Plans To Continue Buy Back Program

Proceeds from the transaction provide Marvell with significant financial flexibility. The company plans to use the capital to bolster its technology and continue its stock repurchase program, where approximately $2 billion remains authorized.

“The proceeds from this transaction provide us flexibility to continue to drive our ongoing stock repurchase program and deploy capital to further bolster our technology platform,” Murphy added.

See Also: Marvell Stock Slips After Q2 Earnings Report: Here’s Why

Expects ‘Lumpiness’ In Q3 Custom Silicon Chips Business

MRVL guided for a temporary sequential dip in custom silicon business, which it termed a “digestion” quarter. CEO Murphy attributed this not to a fundamental problem, but to the natural timing of massive build-outs by its large hyperscale customers.

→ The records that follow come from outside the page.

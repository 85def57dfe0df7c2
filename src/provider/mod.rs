//! Chat backend trait and per-provider adapters.

pub mod http;

#[cfg(feature = "openai")]
pub mod openai;

#[cfg(feature = "anthropic")]
pub mod anthropic;

#[cfg(feature = "google")]
pub mod google;

#[cfg(feature = "groq")]
pub mod groq;

use async_trait::async_trait;
use futures::stream::BoxStream;
use strum::{Display, EnumString};

use crate::agent::ToolChoice;
use crate::config::Config;
use crate::error::{MurmurError, Result};
use crate::types::{Message, MessageDelta};

/// A normalized request sent to a chat backend.
///
/// `messages` carries the full orchestration view (system message in-band at
/// index 0, sender tags, tool-call bookkeeping); each adapter strips what its
/// wire format does not express.
#[derive(Debug, Clone)]
pub struct ChatRequest {
    pub model: String,
    pub messages: Vec<Message>,
    pub tools: Vec<ToolDefinition>,
    pub tool_choice: Option<ToolChoice>,
    pub parallel_tool_calls: bool,
}

/// Tool definition sent to the provider API.
#[derive(Debug, Clone, serde::Serialize, serde::Deserialize, PartialEq)]
pub struct ToolDefinition {
    pub name: String,
    pub description: String,
    pub parameters: serde_json::Value,
}

/// Core trait implemented by all chat backends.
///
/// Adapters normalize one provider's request/response shapes; the
/// orchestrator talks only to this contract. Absent tool calls normalize to
/// `None`, never an error.
#[async_trait]
pub trait ChatProvider: Send + Sync {
    /// Provider name (e.g. "openai", "anthropic").
    fn name(&self) -> &str;

    /// One blocking completion, normalized to an assistant [`Message`].
    async fn complete(&self, request: &ChatRequest) -> Result<Message>;

    /// One streaming completion as incremental [`MessageDelta`]s.
    ///
    /// Backends with no native streaming fake it as a single full chunk.
    async fn stream(
        &self,
        request: &ChatRequest,
    ) -> Result<BoxStream<'static, Result<MessageDelta>>>;
}

/// Token selecting which backend adapter to construct.
#[derive(Debug, Clone, Copy, PartialEq, Eq, Hash, Display, EnumString)]
#[strum(serialize_all = "lowercase", ascii_case_insensitive)]
pub enum ProviderKind {
    OpenAi,
    Anthropic,
    Google,
    Groq,
}

/// Create a backend adapter for the given kind, using the provided config.
///
/// Fails immediately for a kind whose feature is disabled or whose API key
/// is missing.
#[allow(unused_variables)]
pub fn create_provider(kind: ProviderKind, config: &Config) -> Result<Box<dyn ChatProvider>> {
    match kind {
        #[cfg(feature = "openai")]
        ProviderKind::OpenAi => {
            let api_key = config
                .get_api_key("openai")
                .ok_or_else(|| MurmurError::Authentication("Missing OPENAI_API_KEY".into()))?;
            Ok(Box::new(openai::OpenAiProvider::new(
                api_key,
                config.get_base_url("openai"),
            )))
        }
        #[cfg(feature = "anthropic")]
        ProviderKind::Anthropic => {
            let api_key = config
                .get_api_key("anthropic")
                .ok_or_else(|| MurmurError::Authentication("Missing ANTHROPIC_API_KEY".into()))?;
            Ok(Box::new(anthropic::AnthropicProvider::new(
                api_key,
                config.get_base_url("anthropic"),
            )))
        }
        #[cfg(feature = "google")]
        ProviderKind::Google => {
            let api_key = config
                .get_api_key("google")
                .ok_or_else(|| MurmurError::Authentication("Missing GOOGLE_API_KEY".into()))?;
            Ok(Box::new(google::GoogleProvider::new(
                api_key,
                config.get_base_url("google"),
            )))
        }
        #[cfg(feature = "groq")]
        ProviderKind::Groq => {
            let api_key = config
                .get_api_key("groq")
                .ok_or_else(|| MurmurError::Authentication("Missing GROQ_API_KEY".into()))?;
            Ok(Box::new(groq::GroqProvider::new(
                api_key,
                config.get_base_url("groq"),
            )))
        }
        #[allow(unreachable_patterns)]
        _ => Err(MurmurError::UnsupportedProvider(format!(
            "provider '{kind}' not enabled via feature flags"
        ))),
    }
}
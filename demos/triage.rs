//! Handoff demo: a triage agent routing to sales or refunds, streamed.
//!
//! Requires `OPENAI_API_KEY` (a `.env` file works too).

use std::io::Write;
use std::sync::Arc;

use futures::StreamExt;
use murmur::prelude::*;

const MODEL: &str = "gpt-4o-mini";

fn handoff_tool(name: &'static str, description: &'static str, target: Agent) -> FunctionTool {
    FunctionTool::new(name, description, ToolParameters::empty(), move |_args, _ctx| {
        let target = target.clone();
        async move { Ok(ToolReturn::from(target)) }
    })
}

#[tokio::main]
async fn main() -> Result<()> {
    dotenvy::dotenv().ok();

    let sales = Agent::new("Sales Agent", MODEL)
        .with_instructions("Be super enthusiastic about selling bees.");
    let refunds = Agent::new("Refunds Agent", MODEL).with_instructions(
        "Help the user with a refund. If the reason is that it was too expensive, \
         offer the user a discount code instead.",
    );

    let triage = Agent::new("Triage Agent", MODEL)
        .with_instructions(
            "Determine which agent is best suited to handle the user's request, \
             and transfer the conversation to that agent.",
        )
        .with_tool(Arc::new(handoff_tool(
            "transfer_to_sales",
            "Transfer to the sales agent.",
            sales,
        )))
        .with_tool(Arc::new(handoff_tool(
            "transfer_to_refunds",
            "Transfer to the refunds agent.",
            refunds,
        )));

    let orchestrator = Orchestrator::new(ProviderKind::OpenAi)?;
    let mut stream = orchestrator.run_stream(
        triage,
        vec![Message::user("I want a refund, my bees never arrived.")],
        ContextVariables::new(),
        RunOptions::default(),
    );

    while let Some(item) = stream.next().await {
        match item? {
            StreamItem::TurnStart => print!("\n> "),
            StreamItem::Delta(delta) => {
                if let Some(content) = delta.content {
                    print!("{content}");
                    std::io::stdout().flush().ok();
                }
            }
            StreamItem::TurnEnd => println!(),
            StreamItem::Done(response) => {
                let agent = response.agent.map(|a| a.name().to_string());
                println!("\nfinal agent: {}", agent.as_deref().unwrap_or("none"));
            }
        }
    }

    Ok(())
}
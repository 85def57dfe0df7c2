//! Tool descriptor derivation.
//!
//! Pure and stateless: deriving a descriptor twice from the same tool yields
//! identical descriptors.

use crate::provider::ToolDefinition;

use super::tool::Tool;

/// Reserved parameter name for the injected context variables.
///
/// The orchestrator owns this dependency; the name is stripped from every
/// emitted schema so the model never sees it.
pub const CONTEXT_VARIABLES: &str = "context_variables";

/// Derive the descriptor a backend consumes for one tool.
pub fn describe(tool: &dyn Tool) -> ToolDefinition {
    let mut schema = tool.parameters().schema.clone();
    strip_context_parameter(&mut schema);
    ToolDefinition {
        name: tool.name().to_string(),
        description: tool.description().to_string(),
        parameters: schema,
    }
}

/// Remove the reserved context-variable parameter from a schema, covering
/// hand-written schemas that mention it.
fn strip_context_parameter(schema: &mut serde_json::Value) {
    if let Some(properties) = schema
        .get_mut("properties")
        .and_then(serde_json::Value::as_object_mut)
    {
        properties.remove(CONTEXT_VARIABLES);
    }
    if let Some(required) = schema
        .get_mut("required")
        .and_then(serde_json::Value::as_array_mut)
    {
        required.retain(|name| name.as_str() != Some(CONTEXT_VARIABLES));
    }
}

He described it as a normal “timing issue” in fulfilling large-scale orders and reassured investors that the pause is temporary, forecasting that the business will be “substantially stronger” in the fourth quarter.

Marvell Q2 Earnings Snapshot

It reported second-quarter earnings of 67 cents per share, which beat the analyst estimate of 66 cents, whereas quarterly revenue came in at $2.006 billion, which missed the Street estimate of $2.009 billion.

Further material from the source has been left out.